We are not helpless onlookers: "The future is not determined; we co-author it with God," as one bishop reminds us. Just as countless individual sins contribute to the "culture of death" now infecting the world, countless individual choices to be virtuous are needed to build a "culture of life" in the coming millennium. (Most Rev. Charles J. Chaput, O.F.M.Cap., Archbishop of Denver, "River of Mercy," December 1998)

We start be making the personal choice to uphold—to really witness to—the sanctity and dignity of every human life. Forgiveness and conversion must take root in our hearts and in our communities, so that we can hold out to others a vision of hope and healing. St. Paul describes the Christian mission as being "ambassadors" in God's "ministry of reconciliation" (2 Cor 5:18, 10).

And nowhere, perhaps, is the need for reconciliation and for healing more urgently felt than in the hearts of those wounded by abortion. Theirs is often a hidden world of profound remorse, of darkness and despair. The death of a child through abortion is a loss of such magnitude that time not only fails to heal all wounds, it deepens them. Often grief becomes manifest through alcoholism, drug abuse, depression, chronic anxiety, fragmented relationships, marital unhappiness, loss of joy in life and spiritual alienation. Women find themselves trapped by the circular message that whirs inside: "I allowed the life of my child to be taken; my sin is too great for even God to forgive."
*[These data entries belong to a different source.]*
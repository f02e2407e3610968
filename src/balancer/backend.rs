//! Backend entity.
//!
//! # Responsibilities
//! - Represent a single upstream endpoint
//! - Track in-flight connections for selection and limit enforcement
//! - Carry the drain/active flags the control plane toggles
//! - Publish performance snapshots for the performance-aware policy
//!
//! # Design Decisions
//! - Every mutable scalar is an atomic; no lock on the request path
//! - The decrement uses a CAS loop with a floor at zero, so the gauge
//!   never goes negative under racing decrements
//! - The connection limit is soft: selection is not serialised with the
//!   increment, so the gauge may transiently exceed max_conn by the
//!   number of concurrent selectors
//! - Snapshots are replaced whole via pointer swap, never mutated

use std::sync::atomic::{AtomicBool, AtomicI64, AtomicU32, Ordering};
use std::sync::Arc;

use arc_swap::ArcSwapOption;
use serde::{Deserialize, Serialize};

use crate::config::schema::BackendConfig;

/// A point-in-time view of a backend host's resource usage.
///
/// Reported by the backend itself through the admin API, or produced by
/// the local sampler for the proxy process.
#[derive(Debug, Clone, Default, Deserialize, Serialize)]
pub struct PerformanceSnapshot {
    /// CPU usage, 0-100.
    pub cpu_usage: f64,
    /// Memory usage, 0-100.
    pub memory_usage: f64,
    /// Disk usage, 0-100.
    pub disk_usage: f64,
    pub load_avg_1: f64,
    pub load_avg_5: f64,
    pub load_avg_15: f64,
    /// Inbound traffic, KB/s.
    pub network_in: f64,
    /// Outbound traffic, KB/s.
    pub network_out: f64,
    /// Unix timestamp of the observation.
    pub timestamp: i64,
}

/// A single upstream endpoint.
///
/// Identity (`id`, address, scheme) is immutable; everything the control
/// plane or dispatcher mutates is atomic.
#[derive(Debug)]
pub struct Backend {
    pub id: String,
    pub name: String,
    pub host: String,
    pub port: u16,
    pub scheme: String,
    /// Pre-computed "host:port" for outbound URI building.
    pub authority: String,

    weight: AtomicU32,
    max_conn: AtomicI64,
    connections: AtomicI64,
    active: AtomicBool,
    draining: AtomicBool,
    performance: ArcSwapOption<PerformanceSnapshot>,
}

impl PartialEq for Backend {
    fn eq(&self, other: &Self) -> bool {
        self.id == other.id
    }
}

impl Backend {
    pub fn from_config(config: &BackendConfig) -> Self {
        Self {
            id: config.id.clone(),
            name: config.name.clone(),
            host: config.host.clone(),
            port: config.port,
            scheme: config.scheme.clone(),
            authority: format!("{}:{}", config.host, config.port),
            weight: AtomicU32::new(config.weight),
            max_conn: AtomicI64::new(config.max_conn),
            connections: AtomicI64::new(0),
            active: AtomicBool::new(config.active),
            draining: AtomicBool::new(false),
            performance: ArcSwapOption::from(None),
        }
    }

    /// Whether this backend still describes the same endpoint as `config`.
    /// Matching backends keep their runtime state across config reloads.
    pub fn same_endpoint(&self, config: &BackendConfig) -> bool {
        self.id == config.id
            && self.host == config.host
            && self.port == config.port
            && self.scheme == config.scheme
    }

    /// Re-apply the tunable settings from a reloaded config.
    pub fn apply_settings(&self, config: &BackendConfig) {
        self.weight.store(config.weight, Ordering::Relaxed);
        self.max_conn.store(config.max_conn, Ordering::Relaxed);
        self.active.store(config.active, Ordering::Relaxed);
    }

    pub fn get_connections(&self) -> i64 {
        self.connections.load(Ordering::Relaxed)
    }

    pub fn inc_connections(&self) {
        self.connections.fetch_add(1, Ordering::AcqRel);
    }

    /// Decrement the gauge, saturating at zero.
    pub fn dec_connections(&self) {
        let _ = self
            .connections
            .fetch_update(Ordering::AcqRel, Ordering::Acquire, |n| {
                if n > 0 {
                    Some(n - 1)
                } else {
                    None
                }
            });
    }

    pub fn weight(&self) -> u32 {
        self.weight.load(Ordering::Relaxed)
    }

    pub fn max_conn(&self) -> i64 {
        self.max_conn.load(Ordering::Relaxed)
    }

    pub fn set_max_conn(&self, max_conn: i64) {
        self.max_conn.store(max_conn, Ordering::Relaxed);
    }

    pub fn is_active(&self) -> bool {
        self.active.load(Ordering::Relaxed)
    }

    pub fn set_active(&self, active: bool) {
        self.active.store(active, Ordering::Relaxed);
    }

    pub fn is_draining(&self) -> bool {
        self.draining.load(Ordering::Relaxed)
    }

    pub fn mark_draining(&self) {
        self.draining.store(true, Ordering::Relaxed);
    }

    pub fn clear_draining(&self) {
        self.draining.store(false, Ordering::Relaxed);
    }

    /// Best-effort limit check; not serialised with inc/dec.
    pub fn at_connection_limit(&self) -> bool {
        let max = self.max_conn();
        max > 0 && self.get_connections() >= max
    }

    /// Publish a new performance snapshot. Readers see the old or the new
    /// snapshot whole, never a tear.
    pub fn update_performance(&self, snapshot: PerformanceSnapshot) {
        self.performance.store(Some(Arc::new(snapshot)));
    }

    pub fn performance(&self) -> Option<Arc<PerformanceSnapshot>> {
        self.performance.load_full()
    }

    /// Combined resource utilisation in [0, 1]; 0 without a snapshot.
    pub fn utilization(&self) -> f64 {
        let Some(perf) = self.performance() else {
            return 0.0;
        };

        let utilization = (perf.cpu_usage / 100.0) * 0.4
            + (perf.memory_usage / 100.0) * 0.4
            + (perf.load_avg_1 / 100.0) * 0.2;

        utilization.min(1.0)
    }

    /// Increment the gauge and return a guard that decrements on drop,
    /// so accounting balances on every exit path.
    pub fn acquire(self: &Arc<Self>) -> ConnectionGuard {
        self.inc_connections();
        ConnectionGuard {
            backend: self.clone(),
        }
    }

    /// Serialised view for the admin API, derived from the atomics.
    pub fn view(&self) -> BackendView {
        BackendView {
            id: self.id.clone(),
            name: self.name.clone(),
            host: self.host.clone(),
            port: self.port,
            scheme: self.scheme.clone(),
            weight: self.weight(),
            max_conn: self.max_conn(),
            connections: self.get_connections(),
            active: self.is_active(),
            draining: self.is_draining(),
            performance: self.performance().map(|p| (*p).clone()),
        }
    }
}

/// Snapshot of a backend's state for the admin API.
#[derive(Debug, Clone, Serialize, Deserialize)]
pub struct BackendView {
    pub id: String,
    pub name: String,
    pub host: String,
    pub port: u16,
    pub scheme: String,
    pub weight: u32,
    pub max_conn: i64,
    pub connections: i64,
    pub active: bool,
    pub draining: bool,
    pub performance: Option<PerformanceSnapshot>,
}

/// RAII guard pairing one increment with exactly one decrement.
#[derive(Debug)]
pub struct ConnectionGuard {
    backend: Arc<Backend>,
}

impl ConnectionGuard {
    pub fn backend(&self) -> &Arc<Backend> {
        &self.backend
    }
}

impl std::ops::Deref for ConnectionGuard {
    type Target = Backend;

    fn deref(&self) -> &Self::Target {
        &self.backend
    }
}

impl Drop for ConnectionGuard {
    fn drop(&mut self) {
        self.backend.dec_connections();
    }
}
Breaking through the darkness and despair with words of hope, Pope John Paul II says to these women:

"The Church is aware of the many factors which may have influenced your decision, and she does not doubt that in many cases it was a painful and even shattering decision. The wound in your heart may not yet have healed. Certainly what happened was and remains terribly wrong. But do not give in to discouragement and do not lose hope ... give yourselves over with humility and trust to repentance. The Father of mercies is ready to give you his forgiveness and his peace in the Sacrament of Reconciliation. You will come to understand that nothing is definitively lost and you will also be able to ask forgiveness from your child, who is now living in the Lord" (The Gospel of Life, 99).

Each of us can help transform this message of hope from words on a page to life-giving water. How? By sharing this message of Christ's unconditional love and forgiveness with someone who is hurting from abortion. We can become the catalyst for restoring that person to new life in Jesus Christ.

A culture of life will flourish if people of faith, people of life, give witness to God's love. And united as one body, may we enter the Jubilee Year of 2000 with great rejoicing, proclaiming the redeeming power of God's merciful love.